1. Blut ist gleich Familie. Und Familie ist stärker als alles.

Diese Regel schien einfach. Normal. Es war ihr Familienmotto. Man fand es an den Wänden, auf Visitenkarten, ihr Bruder besaß sogar einen Pulli mit dem Aufdruck. Es war Drohung und Versprechen zu gleich. Es war etwas, was Ariana von ihrer Geburt an wusste und dachte, niemals vergessen zu können.

Alles was Church-Blut in den Adern besaß, war irgendwie Familie und die Familie hielt zusammen. Nichts war wichtiger als das Wohle der Familie, nichts stand darüber. Alle mussten für dieses Ziel gehorchen und arbeiten, der Wille des Einzelnen war im Anbetracht der Familie unbedeutend und unwichtig.

Wie gesagt, es war eine Drohung. Wer nicht gehorcht – stirbt. Wer gegen die Familie vorgeht – stirbt. Wer versucht sich loszusagen – stirbt. Von dem Augenblick, wo man Church-Blut in den Adern fließen hatte, war das einzelne Leben vorbei.

Es war jedoch auch ein Versprechen. Die Sicherheit niemals alleine dazustehen. Immer Rückhalt, immer Freunde und Familie parat zu haben. Du brauchst einen Anwalt? Irgendwer in der Church-Familie war es mit Sicherheit. Du kannst dir dein Studium nicht leisten? Das Church-Vermögen machte es möglich. Du brauchst dringend einen Job? Spätestens Church-GMBH konnte dir das geben.

Ariana wuchs in diesem Wissen auf. Ein Teil der Church-Familie, mit dem reinsten Church-Blut das es gab. Eine Prinzessin. Die Leute sahen sie an und sie lobten ihre Eltern wie süß, wie klug, wie niedlich sie doch sei. Die Leute sahen sie an, und sahen was sie sehen wollten. Ihre Familie sah sie an und sah ein weiteres Glied, das man verbiegen, brechen und wieder zusammen setze konnte, bis man es da hatte, wo man es gebrauchen konnte.

Wie gesagt. Versprechen. Drohung. Blut ist Familie. Familie steht über allem.

2. Das Oberhaupt ist der König. Nur Gott steht über dem König.

Wenn sie die Prinzessin war, so war sie es, weil ihr Großvater der König war.

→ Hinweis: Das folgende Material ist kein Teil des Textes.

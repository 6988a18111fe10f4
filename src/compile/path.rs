//! Path resolution and interpolation helpers.
//!
//! Expressions are dot-separated property descents only - no operators,
//! literals, or calls. `get_path` reads through every reactive slot it
//! traverses (so a tracking watcher subscribes to each segment); `set_path`
//! descends identically but assigns only the final segment, failing if any
//! parent segment is absent rather than creating intermediate objects.
//!
//! Interpolation (`{{ expr }}`) is scanned with a small tokenizer shared by
//! span extraction and full-content substitution, so both agree on what
//! counts as a span. Literal text around and between spans is preserved
//! verbatim; unterminated or empty braces are literal text.

use crate::error::BindError;
use crate::reactive::ReactiveMap;
use crate::value::Value;

// =============================================================================
// Dot-path resolution
// =============================================================================

/// Read the value at a dot-path, descending from the data root.
///
/// Every traversed segment that is a reactive slot registers the currently
/// evaluating watcher (if any) into that slot's dep.
pub fn get_path(expr: &str, data: &ReactiveMap) -> Result<Value, BindError> {
    let mut current = Value::Map(data.clone());
    for segment in expr.split('.') {
        let map = current.as_map().ok_or_else(|| BindError::NotAnObject {
            path: expr.to_string(),
            segment: segment.to_string(),
        })?;
        current = map.get(segment).ok_or_else(|| BindError::PathSegment {
            path: expr.to_string(),
            segment: segment.to_string(),
        })?;
    }
    Ok(current)
}

/// Write a value at a dot-path, assigning only the final segment.
///
/// Fails without touching the data graph when a parent segment is missing
/// or a scalar sits in the way; no intermediate objects are created.
pub fn set_path(expr: &str, data: &ReactiveMap, value: Value) -> Result<(), BindError> {
    let (parents, last) = match expr.rsplit_once('.') {
        Some((parents, last)) => (Some(parents), last),
        None => (None, expr),
    };

    let mut current = data.clone();
    if let Some(parents) = parents {
        for segment in parents.split('.') {
            let next = current.get(segment).ok_or_else(|| BindError::PathSegment {
                path: expr.to_string(),
                segment: segment.to_string(),
            })?;
            current = next
                .as_map()
                .ok_or_else(|| BindError::NotAnObject {
                    path: expr.to_string(),
                    segment: segment.to_string(),
                })?
                .clone();
        }
    }
    current.set(last, value)
}

// =============================================================================
// Interpolation scanning
// =============================================================================

/// One piece of a text node's content.
#[derive(Debug, PartialEq, Eq)]
enum Piece<'a> {
    Literal(&'a str),
    /// A `{{ expr }}` span, expression trimmed.
    Span(&'a str),
}

/// Split content into literal text and interpolation spans.
fn tokenize(content: &str) -> Vec<Piece<'_>> {
    let mut pieces = Vec::new();
    let mut rest = content;

    while let Some(start) = rest.find("{{") {
        let after = &rest[start + 2..];
        let Some(end) = after.find("}}") else {
            // Unterminated braces stay literal.
            break;
        };
        let expr = after[..end].trim();
        let consumed = start + 2 + end + 2;
        if expr.is_empty() {
            // `{{ }}` is not a span.
            pieces.push(Piece::Literal(&rest[..consumed]));
        } else {
            if start > 0 {
                pieces.push(Piece::Literal(&rest[..start]));
            }
            pieces.push(Piece::Span(expr));
        }
        rest = &rest[consumed..];
    }
    if !rest.is_empty() {
        pieces.push(Piece::Literal(rest));
    }
    pieces
}

/// Whether content contains at least one interpolation span.
pub fn has_interpolation(content: &str) -> bool {
    tokenize(content)
        .iter()
        .any(|piece| matches!(piece, Piece::Span(_)))
}

/// The trimmed expressions of every span, in document order.
pub fn interpolation_exprs(content: &str) -> Vec<&str> {
    tokenize(content)
        .into_iter()
        .filter_map(|piece| match piece {
            Piece::Span(expr) => Some(expr),
            Piece::Literal(_) => None,
        })
        .collect()
}

/// Substitute every span with its current value, preserving literal text
/// verbatim. Always recomputes the whole content string.
pub fn render_interpolation(content: &str, data: &ReactiveMap) -> Result<String, BindError> {
    let mut out = String::with_capacity(content.len());
    for piece in tokenize(content) {
        match piece {
            Piece::Literal(text) => out.push_str(text),
            Piece::Span(expr) => out.push_str(&get_path(expr, data)?.to_string()),
        }
    }
    Ok(out)
}

#[cfg(test)]
mod tests {
    use super::*;

    fn sample() -> ReactiveMap {
        ReactiveMap::observe([
            ("a", Value::from(1)),
            ("b", Value::from(2)),
            ("user", Value::map([("name", Value::from("ada"))])),
        ])
    }

    #[test]
    fn test_get_path() {
        let data = sample();
        assert_eq!(get_path("a", &data).unwrap(), Value::from(1));
        assert_eq!(get_path("user.name", &data).unwrap(), Value::from("ada"));

        assert!(matches!(
            get_path("user.age", &data),
            Err(BindError::PathSegment { .. })
        ));
        assert!(matches!(
            get_path("a.b", &data),
            Err(BindError::NotAnObject { .. })
        ));
    }

    #[test]
    fn test_set_path() {
        let data = sample();
        set_path("user.name", &data, Value::from("lin")).unwrap();
        assert_eq!(get_path("user.name", &data).unwrap(), Value::from("lin"));

        // Missing parent: write rejected, graph untouched.
        assert!(matches!(
            set_path("ghost.name", &data, Value::from("x")),
            Err(BindError::PathSegment { .. })
        ));
        // Missing final key: outside the snapshot.
        assert!(matches!(
            set_path("user.age", &data, Value::from(9)),
            Err(BindError::UnknownKey { .. })
        ));
    }

    #[test]
    fn test_interpolation_scanning() {
        assert!(has_interpolation("{{a}}"));
        assert!(has_interpolation("x {{ a.b }} y"));
        assert!(!has_interpolation("plain text"));
        assert!(!has_interpolation("{{ }}"));
        assert!(!has_interpolation("{{ unterminated"));

        assert_eq!(interpolation_exprs("{{a}} and {{ b }}"), vec!["a", "b"]);
    }

    #[test]
    fn test_render_interpolation() {
        let data = sample();
        assert_eq!(
            render_interpolation("{{a}} and {{b}}", &data).unwrap(),
            "1 and 2"
        );
        assert_eq!(
            render_interpolation("hi {{ user.name }}!", &data).unwrap(),
            "hi ada!"
        );
        // Literal text and non-spans pass through verbatim.
        assert_eq!(
            render_interpolation("{{ }} {{a}} {{x", &data).unwrap(),
            "{{ }} 1 {{x"
        );
    }
}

Wie dessen Vater vor ihm und dessen vor dem und so weiter und so fort. Man konnte den Stammbaum der Church-Familie weiter als von jeder anderen bekannten Familie zurück verfolgen – genauso jeden einzelnen, kleinen Menschen, der ihnen etwas schuldete.

Ihr Großvater war der König – oder doch nur das Oberhaupt? Irgendwie verschwammen die Grenzen der Bezeichnungen, irgendwo endete das Verständnis für sie. Sie wusste nur, dass er, Mikael Church, als der mächtigste Mann ihrer Familie, ihrer Stadt, ja sogar teilweise als ihres Landes bezeichnet wurde. Sie würde dem sofort zustimmen.

Sie wusste nicht mehr ob er groß oder kleine gewesen war, zierlich oder kompakt. Ob er lange oder kurze Haare hatte, ob seine Augen braun oder grün gewesen waren. Aber sie konnte sich noch an seine Ausstrahlung, an seine Gangart, an den Ausdruck in seinen Augen erinnern. Mächtig. Erhaben. Stolz. Besser als alle anderen.

Seine Augen waren gefährlich gewesen, sein Gang räuberisch. Bereit alles zu tun. Zu herrschen. Zu befehlen. Zu töten? Er war gewiss der König, das Oberhaupt gewesen. Mächtiger als alle vor ihm und vermutlich auch mächtiger als alle die nach ihm kommen würden.

Und doch predigte ausgerechnet dieser eine Mann immer von Bescheidenheit, Demut und Nächstenliebe. „Ein Mann Gottes", pflegte er sich zu nennen und lächelte in die Kamera. Ein Lächeln voller Zähne. Haie würden so lächeln, glaubte sie damals. Er verteilte Stipendien, zahlte die doppelte, dreifache Kirchensteuer und unterhielt -sie wusste nie wie viele genau- eine Unzahl an Klostern und Abteien.

Einfach gesagt, die Church-Familie war gläubig. Und ihr König schritt stolz voran, offenbarte der ganzen Welt, den einzig wahren Glauben und verbreitete ihn und bekehrte die Menschen mit Geld und Lügen. Er war ihr König. Ihr Oberhaupt. Über ihm stand nur noch Gott. Doch niemand hatte ihr je gesagt, das Gott wirklich existierte.

3. Ihr Bruder war ein Genie. Und er war IHR Bruder. Niemandes sonst.

Bei ihrer Geburt waren zwei Menschen anwesend, die zu ihrer Familie gehörten. Ihre Mutter. Natürlich ihre Mutter. Sonst wäre sie nicht hier. Wo auch immer hier war. Georgina Church war 22 Jahre alt, drei Jahre älter, als bei der Geburt ihres Sohnes. Georgina Church wäre lieber überall sonst, als hier. Als Kind hatte sie den Traum gehabt zu studieren. Jetzt war sie Mitte 20zig, hatte zwei Kinder und war die Ehefrau des Erben von Mikael Church.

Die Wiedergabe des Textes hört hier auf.